HTTP Caching Strategies — Deep Dive
HTTP caching in Python: library landscape
Python has several libraries for HTTP caching, each targeting different use cases. The choice depends on your HTTP client and storage requirements.
requests-cache: drop-in caching for requests
requests-cache patches requests.Session to add transparent caching with multiple backends:
import requests_cache
session = requests_cache.CachedSession(
cache_name="api_cache",
backend="sqlite", # Also: redis, mongodb, filesystem
expire_after=300, # Default TTL: 5 minutes
allowable_methods=["GET", "HEAD"],
stale_if_error=True, # Serve stale on errors
urls_expire_after={
"api.example.com/config": 3600, # Config: 1 hour
"api.example.com/users/*": 60, # Users: 1 minute
"api.example.com/realtime/*": -1, # Never cache
},
)
# Usage is identical to requests.Session
resp = session.get("https://api.example.com/config")

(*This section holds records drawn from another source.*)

//! Record encoding
//!
//! This module turns sampled streams into comma-joined columns and merges
//! them with activity metadata into the record written to a batch file.
//! Activity-type field suppression happens here, after sampling.

use crate::features::compute_pace_series;
use crate::normalizer::NormalizedStreams;
use crate::numeric::format_rounded;
use crate::sampling::{sample_numeric, sample_time};
use crate::types::{
    quantile_key, stream_types, ActivityRecord, ActivitySummary, CompactStreams, CompactedStreams,
    CsvSeries, StreamPolicy,
};

/// Encoder for compact stream columns and batch records
#[derive(Debug, Clone)]
pub struct RecordEncoder {
    sampling_tag: String,
}

impl RecordEncoder {
    /// Create an encoder that stamps records with the given sampling tag
    pub fn new(sampling_tag: impl Into<String>) -> Self {
        Self {
            sampling_tag: sampling_tag.into(),
        }
    }

    /// Build compact columns for the streams at `indices`.
    ///
    /// Pace and velocity are only produced when the policy includes them and
    /// the source stream exists. Every column has one entry per index.
    pub fn encode_compact(
        &self,
        normalized: &NormalizedStreams,
        indices: &[usize],
        policy: StreamPolicy,
    ) -> CompactStreams {
        let streams = &normalized.streams;
        let sampled_time = sample_time(&normalized.time, indices);

        let integer_column = |stream_type: &str| -> Option<String> {
            streams
                .get(stream_type)
                .map(|data| format_integers(&sample_numeric(data, indices)).to_csv())
        };

        let pace_s_per_km_csv = if policy.include_pace {
            streams.get(stream_types::DISTANCE).map(|distance| {
                compute_pace_series(&sampled_time, &sample_numeric(distance, indices)).to_csv()
            })
        } else {
            None
        };

        let velocity_smooth_ms_csv = if policy.include_velocity {
            streams
                .get(stream_types::VELOCITY_SMOOTH)
                .map(|data| format_velocity(&sample_numeric(data, indices)).to_csv())
        } else {
            None
        };

        CompactStreams {
            sampling: self.sampling_tag.clone(),
            time_s_csv: format_integers(&sampled_time).to_csv(),
            pace_s_per_km_csv,
            hr_bpm_csv: integer_column(stream_types::HEARTRATE),
            alt_m_csv: integer_column(stream_types::ALTITUDE),
            velocity_smooth_ms_csv,
            cadence_spm_csv: integer_column(stream_types::CADENCE),
        }
    }

    /// Merge compact streams and quantiles into a record with the
    /// activity's scalar metadata. Empty compact output adds no keys.
    pub fn encode_record(
        &self,
        activity: &ActivitySummary,
        compacted: Option<CompactedStreams>,
    ) -> ActivityRecord {
        let (streams_compact, quantiles) = match compacted {
            Some(compacted) => (
                compacted.compact,
                Some(compacted.quantiles).filter(|q| !q.is_empty()),
            ),
            None => (None, None),
        };

        ActivityRecord {
            activity_id: activity.id,
            name: activity.name.clone(),
            activity_type: activity.activity_type.clone(),
            start_date: activity.start_date,
            distance_m: activity.distance,
            moving_time_s: activity.moving_time,
            elapsed_time_s: activity.elapsed_time,
            total_elevation_gain_m: activity.total_elevation_gain,
            average_speed_ms: activity.average_speed,
            max_speed_ms: activity.max_speed,
            average_heartrate_bpm: activity.average_heartrate,
            max_heartrate_bpm: activity.max_heartrate,
            calories: activity.calories,
            streams_compact,
            quantiles,
            extra: serde_json::Map::new(),
        }
    }
}

/// Drop the fields an activity type excludes: distance quantiles unless the
/// policy keeps them, altitude column and quantiles unless altitude is
/// included
pub fn apply_policy(compacted: &mut CompactedStreams, policy: StreamPolicy) {
    if !policy.include_distance_quantiles {
        compacted
            .quantiles
            .remove(quantile_key(stream_types::DISTANCE));
    }
    if !policy.include_altitude {
        if let Some(compact) = compacted.compact.as_mut() {
            compact.alt_m_csv = None;
        }
        compacted
            .quantiles
            .remove(quantile_key(stream_types::ALTITUDE));
    }
}

/// Whole numbers, ties to even; gaps stay empty
pub fn format_integers(values: &[Option<f64>]) -> CsvSeries {
    values.iter().map(|v| v.map(format_rounded)).collect()
}

/// Two decimal places; gaps stay empty
pub fn format_velocity(values: &[Option<f64>]) -> CsvSeries {
    values.iter().map(|v| v.map(|v| format!("{:.2}", v))).collect()
}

print(resp.from_cache) # True on subsequent calls
The urls_expire_after dictionary lets you set different TTLs per URL pattern. A value of -1 disables caching for that pattern. stale_if_error=True returns expired cache entries when the server is unreachable — a crucial resilience feature.
hishel: HTTP caching for httpx
For httpx users, hishel provides RFC 9111-compliant HTTP caching:
import hishel
import httpx
storage = hishel.FileStorage(base_path="/tmp/http_cache")
controller = hishel.Controller(
cacheable_methods=["GET", "HEAD"],
cacheable_status_codes=[200, 203, 300, 301],
)
transport = hishel.CacheTransport(
transport=httpx.HTTPTransport(),
storage=storage,
controller=controller,
)
client = httpx.Client(transport=transport)
resp = client.get("https://api.example.com/data")
Hishel respects the full HTTP caching specification: Cache-Control, Vary, ETag, Last-Modified, and conditional requests. This is the correct approach for clients that need spec-compliant behavior.
For async:
import hishel
import httpx
async_storage = hishel.AsyncFileStorage(base_path="/tmp/http_cache")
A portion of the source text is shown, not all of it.